As Hungary intensifies its crackdown on gay rights, including an effective ban on same-sex adoption, some LGBT Hungarians are close to quitting the country while others have already left.

"It motivates me to leave, that I may not be able to have the life with my partner that we dream about, to maybe have family in the future," Barbara Pongracz, a 31-year-old recruitment consultant, told AFP.

"I am just fed up with this negative environment," said Pongracz, who also DJs at LGBT events.

Prime Minister Viktor Orban has enacted a socially conservative policy agenda in recent years, shaping Hungary into what he calls a bastion against liberal ideologies.

A book featuring minority characters, including LGBT people, playing roles in classic tales stirred controversy in Hungary this autumn
A book featuring minority characters, including LGBT people, playing roles in classic tales stirred controversy in Hungary this autumn AFP / ATTILA KISBENEDEK

On Tuesday, parliament passed a constitutional amendment declaring that "the mother is a woman, the father is a man" as the government doubles down on traditional definitions of family and marriage.

Another new law says that only married couples can adopt children, practically excluding LGBT Hungarians as gay marriage is not permitted in Hungary.

The legislative wave this year has been accompanied by rising anti-gay sentiment in the media, sometimes voiced by senior politicians.

Orban himself urged gay people to "leave our children alone" in October.

Only weeks later, Jozsef Szajer, a co-founder of Orban's ruling Fidesz party and the main author of Hungary's rewritten 2012 constitution, resigned as an MEP after Belgian police caught him fleeing from a gay orgy in Brussels that breached lockdown rules.

A woman takes part in an LGBT Pride Parade in Budapest in July 2019
A woman takes part in an LGBT Pride Parade in Budapest in July 2019 AFP / ATTILA KISBENEDEK

"I'm not surprised that there are gays in Fidesz," said Pongracz. "That makes it all the more disturbing how they talk about LGBT people."

"The LGBT community has become a scapegoat," said Marcell Lenart, a 39-year-old freelance translator, who says attitudes on the street have "polarised" recently.

Josef Szajer stepped down as an MEP for Hungarian Prime Minister Viktor Orban's Fidesz party after being arrested at a gay orgy in Brussels
Josef Szajer stepped down as an MEP for Hungarian Prime Minister Viktor Orban's Fidesz party after being arrested at a gay orgy in Brussels AFP / PETER KOHALMI

"If I hold hands with my partner in public people now either demonstrate their progressiveness or they are openly homophobic," Lenart told AFP.

"But we just want to be left alone," he said.

Faced with the raft of legislation, especially the ban on same-sex parenting and the recent dissolution of an equality authority that handled workplace and housing discrimination cases, Lenart has also considered leaving Hungary.

"I'm not thinking of adopting right now, but if that changed soon it is upsetting that basically I cannot do that here," he said.

Prime Minister Viktor Orban has turned to traditional values to cement his rule in Hungary
Prime Minister Viktor Orban has turned to traditional values to cement his rule in Hungary POOL / JOHN THYS

Ivett Ordog, 40, made her decision to emigrate shortly after another law was passed in May that reversed regulations allowing transgender citizens to change the gender listed on legal documents.

Previously a spokesperson for the "Drop 33" campaign that opposed the legislation, she moved to Berlin in August, where she works as an engineering manager.

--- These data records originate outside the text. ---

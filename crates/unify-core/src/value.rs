//! The ADT `Value` sum type.
//!
//! A `Value` is simultaneously a concrete scalar, a type, a bound, or a
//! structural marker; `Kind`/`Concreteness` (see `kind.rs`) classify which.
//! `Num` uses `BigInt` for the integer kind so that integer arithmetic
//! never silently wraps (the spec calls for "arbitrary-precision decimal");
//! floats stay `f64` since the spec's numeric examples never need
//! arbitrary float precision and a full decimal type is out of scope for
//! this core (`DESIGN.md` records the trade-off).

use std::cmp::Ordering;
use std::fmt;

use num_bigint::BigInt;

use crate::error::Bottom;
use crate::kind::Kind;
use crate::vertex::VertexId;

#[derive(Clone, Copy, PartialEq, Eq, Debug)]
pub enum NumKind {
    Int,
    Float,
}

/// Arbitrary-precision number.
#[derive(Clone, Debug)]
pub struct Num {
    pub kind: NumKind,
    int: Option<BigInt>,
    float: Option<f64>,
}

impl Num {
    pub fn int(v: BigInt) -> Self {
        Num {
            kind: NumKind::Int,
            int: Some(v),
            float: None,
        }
    }

    pub fn int_i64(v: i64) -> Self {
        Self::int(BigInt::from(v))
    }

    pub fn float(v: f64) -> Self {
        Num {
            kind: NumKind::Float,
            int: None,
            float: Some(v),
        }
    }

    pub fn as_bigint(&self) -> Option<&BigInt> {
        self.int.as_ref()
    }

    pub fn as_f64(&self) -> f64 {
        match self.kind {
            NumKind::Int => {
                // BigInt -> f64 is lossy for huge magnitudes; acceptable for
                // the mixed-arithmetic coercions in `BinOp`, which only use
                // this path when promoting an int operand to float context.
                self.int
                    .as_ref()
                    .and_then(|b| {
                        use num_traits::ToPrimitive;
                        b.to_f64()
                    })
                    .unwrap_or(f64::NAN)
            }
            NumKind::Float => self.float.unwrap_or(f64::NAN),
        }
    }

    pub fn is_zero(&self) -> bool {
        match self.kind {
            NumKind::Int => self
                .int
                .as_ref()
                .map(|b| b.sign() == num_bigint::Sign::NoSign)
                .unwrap_or(false),
            NumKind::Float => self.float == Some(0.0),
        }
    }
}

impl PartialEq for Num {
    fn eq(&self, other: &Self) -> bool {
        match (self.kind, other.kind) {
            (NumKind::Int, NumKind::Int) => self.int == other.int,
            (NumKind::Float, NumKind::Float) => self.float == other.float,
            _ => self.as_f64() == other.as_f64(),
        }
    }
}

impl PartialOrd for Num {
    fn partial_cmp(&self, other: &Self) -> Option<Ordering> {
        match (self.kind, other.kind) {
            (NumKind::Int, NumKind::Int) => self.int.partial_cmp(&other.int),
            _ => self.as_f64().partial_cmp(&other.as_f64()),
        }
    }
}

impl fmt::Display for Num {
    fn fmt(&self, f: &mut fmt::Formatter<'_>) -> fmt::Result {
        match self.kind {
            NumKind::Int => write!(f, "{}", self.int.as_ref().expect("int Num has int payload")),
            NumKind::Float => write!(f, "{}", self.float.expect("float Num has float payload")),
        }
    }
}

/// Relational/bound operator for `BoundValue` (e.g. `>0`, `<=10`, `!= "x"`).
#[derive(Clone, Copy, PartialEq, Eq, Debug)]
pub enum BoundOp {
    Lt,
    Le,
    Gt,
    Ge,
    Ne,
    /// `=~`/`!~` as a bound, e.g. a field declared `=~"^[a-z]+$"`.
    Matches,
    NotMatches,
}

impl fmt::Display for BoundOp {
    fn fmt(&self, f: &mut fmt::Formatter<'_>) -> fmt::Result {
        let s = match self {
            BoundOp::Lt => "<",
            BoundOp::Le => "<=",
            BoundOp::Gt => ">",
            BoundOp::Ge => ">=",
            BoundOp::Ne => "!=",
            BoundOp::Matches => "=~",
            BoundOp::NotMatches => "!~",
        };
        write!(f, "{s}")
    }
}

/// Identifies a registered validator/builtin for `BuiltinValidator`. The
/// evaluator never inlines builtin bodies; it calls out to the
/// external `BuiltinRegistry` (see `unify-eval::opctx`).
#[derive(Clone, PartialEq, Eq, Debug, Hash)]
pub struct BuiltinRef {
    pub package: String,
    pub name: String,
}

/// A leaf or composite value in the ADT.
#[derive(Clone, Debug)]
pub enum Value {
    Null,
    Bool(bool),
    Num(Num),
    String {
        value: String,
        /// Present once a `=~`/`!~` bound or pattern has compiled a regex
        /// against this string; cached so repeated matches against the
        /// same literal don't recompile.
        compiled_regex: Option<std::sync::Arc<regex::Regex>>,
    },
    Bytes {
        value: Vec<u8>,
        compiled_regex: Option<std::sync::Arc<regex::bytes::Regex>>,
    },
    /// The lattice top: matches anything (`_`).
    Top,
    /// The lattice bottom: an error.
    Bottom(Bottom),
    /// A type constraint such as predeclared `int`/`string`/`number`.
    BasicType(Kind),
    /// A bound such as `>0` or `!="x"`: operator plus a concrete RHS.
    BoundValue { op: BoundOp, rhs: Box<Value> },
    /// A reference to an externally-registered validator/predicate.
    BuiltinValidator {
        builtin: BuiltinRef,
        args: Vec<Value>,
    },
    /// Multiple values AND-ed together that have not yet collapsed to a
    /// single representative value (the unifier collapses these as it
    /// drains conjuncts; a `Conjunction` surviving to the end means the
    /// constraints are still only partially resolved, e.g. a bound with no
    /// concrete scalar yet).
    Conjunction(Vec<Value>),
    /// Multiple alternatives OR-ed together, with the number of
    /// explicitly-marked (`*`) defaults recorded for the default-selection
    /// algebra.
    Disjunction { values: Vec<Value>, num_defaults: usize },
    /// A reference to a vertex in the evaluation graph: either the value
    /// *is* that vertex's evaluated shape (struct/list), or a conjunct
    /// whose value needs to be merged arc-wise into the current vertex.
    Vertex(VertexId),
}

impl Value {
    pub fn string(s: impl Into<String>) -> Self {
        Value::String {
            value: s.into(),
            compiled_regex: None,
        }
    }

    pub fn bytes(b: impl Into<Vec<u8>>) -> Self {
        Value::Bytes {
            value: b.into(),
            compiled_regex: None,
        }
    }

    pub fn int(v: i64) -> Self {
        Value::Num(Num::int_i64(v))
    }

    pub fn float(v: f64) -> Self {
        Value::Num(Num::float(v))
    }

    pub fn is_bottom(&self) -> bool {
        matches!(self, Value::Bottom(_))
    }

    pub fn as_bottom(&self) -> Option<&Bottom> {
        match self {
            Value::Bottom(b) => Some(b),
            _ => None,
        }
    }

    pub fn is_top(&self) -> bool {
        matches!(self, Value::Top)
    }

    /// The `Kind` bitmask this value occupies. Constraint/type values
    /// report the kind(s) they *admit*, not a single concrete kind.
    pub fn kind(&self) -> Kind {
        match self {
            Value::Null => Kind::NULL,
            Value::Bool(_) => Kind::BOOL,
            Value::Num(n) => match n.kind {
                NumKind::Int => Kind::INT,
                NumKind::Float => Kind::FLOAT,
            },
            Value::String { .. } => Kind::STRING,
            Value::Bytes { .. } => Kind::BYTES,
            Value::Top => Kind::ANY,
            Value::Bottom(_) => Kind::NONE,
            Value::BasicType(k) => *k,
            Value::BoundValue { rhs, .. } => rhs.kind(),
            Value::BuiltinValidator { .. } => Kind::ANY,
            Value::Conjunction(vs) => vs.iter().fold(Kind::ANY, |acc, v| acc.intersection(v.kind())),
            Value::Disjunction { values, .. } => {
                values.iter().fold(Kind::NONE, |acc, v| acc.union(v.kind()))
            }
            Value::Vertex(_) => Kind::STRUCT | Kind::LIST,
        }
    }

    /// Structural equality used for disjunct deduplication and the
    /// `==`/`!=` scalar comparisons in `BinOp`. Does *not* attempt
    /// semantic unification-equivalence for non-scalar shapes; those are
    /// compared by the unifier via vertex identity instead.
    pub fn struct_eq(&self, other: &Value) -> bool {
        match (self, other) {
            (Value::Null, Value::Null) => true,
            (Value::Bool(a), Value::Bool(b)) => a == b,
            (Value::Num(a), Value::Num(b)) => a == b,
            (Value::String { value: a, .. }, Value::String { value: b, .. }) => a == b,
            (Value::Bytes { value: a, .. }, Value::Bytes { value: b, .. }) => a == b,
            (Value::Top, Value::Top) => true,
            (Value::BasicType(a), Value::BasicType(b)) => a == b,
            (
                Value::BoundValue { op: a_op, rhs: a_rhs },
                Value::BoundValue { op: b_op, rhs: b_rhs },
            ) => a_op == b_op && a_rhs.struct_eq(b_rhs),
            (Value::Conjunction(a), Value::Conjunction(b)) => {
                a.len() == b.len() && a.iter().zip(b).all(|(x, y)| x.struct_eq(y))
            }
            (
                Value::Disjunction { values: a, num_defaults: ad },
                Value::Disjunction { values: b, num_defaults: bd },
            ) => ad == bd && a.len() == b.len() && a.iter().zip(b).all(|(x, y)| x.struct_eq(y)),
            (Value::Vertex(a), Value::Vertex(b)) => a == b,
            _ => false,
        }
    }
}

impl PartialEq for Value {
    fn eq(&self, other: &Self) -> bool {
        self.struct_eq(other)
    }
}

impl fmt::Display for Value {
    fn fmt(&self, f: &mut fmt::Formatter<'_>) -> fmt::Result {
        match self {
            Value::Null => write!(f, "null"),
            Value::Bool(b) => write!(f, "{b}"),
            Value::Num(n) => write!(f, "{n}"),
            Value::String { value, .. } => write!(f, "{value:?}"),
            Value::Bytes { value, .. } => write!(f, "'{}'", String::from_utf8_lossy(value)),
            Value::Top => write!(f, "_"),
            Value::Bottom(b) => write!(f, "_|_({b})"),
            Value::BasicType(k) => write!(f, "{k}"),
            Value::BoundValue { op, rhs } => write!(f, "{op}{rhs}"),
            Value::BuiltinValidator { builtin, .. } => write!(f, "{}.{}(...)", builtin.package, builtin.name),
            Value::Conjunction(vs) => {
                write!(f, "{}", vs.iter().map(|v| v.to_string()).collect::<Vec<_>>().join(" & "))
            }
            Value::Disjunction { values, .. } => {
                write!(f, "{}", values.iter().map(|v| v.to_string()).collect::<Vec<_>>().join(" | "))
            }
            Value::Vertex(id) => write!(f, "<vertex {}>", id.as_u32()),
        }
    }
}

#[cfg(test)]
mod tests {
    use super::*;

    #[test]
    fn int_and_float_kinds() {
        assert_eq!(Value::int(3).kind(), Kind::INT);
        assert_eq!(Value::float(3.0).kind(), Kind::FLOAT);
    }

    #[test]
    fn struct_eq_matches_equal_scalars() {
        assert!(Value::int(4).struct_eq(&Value::int(4)));
        assert!(!Value::int(4).struct_eq(&Value::int(5)));
    }

    #[test]
    fn bottom_is_never_top() {
        let b = Value::Bottom(Bottom::eval(crate::error::Pos::NONE, "x"));
        assert!(!b.is_top());
        assert!(b.is_bottom());
    }

    #[test]
    fn disjunction_kind_is_union_of_branches() {
        let d = Value::Disjunction {
            values: vec![Value::int(1), Value::string("a")],
            num_defaults: 0,
        };
        assert!(d.kind().contains(Kind::INT));
        assert!(d.kind().contains(Kind::STRING));
    }
}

"I feel more calm here, before moving I started developing psychological issues," she told AFP.

Ordog says the new law puts trans people at risk of getting harassed in situations when they must show their identity papers, forcing them to come out as trans for example when collecting a package at the post office or accessing public services.

"Usually nothing bad happens, but every time you have to prepare for the worst, when you are outed in front of staff or a large audience, you never know if someone might come after you," said Ordog.

"People have a natural tendency to be curious but it is easy to turn them against a minority that they don't have much information on," she added.

Anti-gay violence is still rare in Hungary, but Agoston, another recent emigrant who did not want his full name published, said verbal aggression is increasing.

"I got tired of homophobia," said the 39-year-old nurse who also volunteered each year to marshal the annual Budapest Pride parade.

In recent years he experienced "more and more far-right attacks on the fringes of the Pride events, not physical but verbal, but the trend was worsening".

Agoston said he feels "lonelier than back home, but safer" since moving to a Bavarian town in November.

"When I read the news now about another homophobic law, at least I know I'm out of it," he told AFP.

For returned emigrant Balint Meiszterics, back in Hungary with his partner after a year in the UK in 2017, coming back to be with friends and family is a decision he said he "starts to regret".

"We can't live the same life as straight people in Hungary, we can't get married, we can't adopt," he said, adding that they will probably move abroad again soon.

With a parliamentary election approaching in 2022, Meiszterics, a 29-year-old corporate trainer, fears the targeting could intensify during the run-up.

"I just hope they don't go as far as in Poland where they have LGBT-free zones".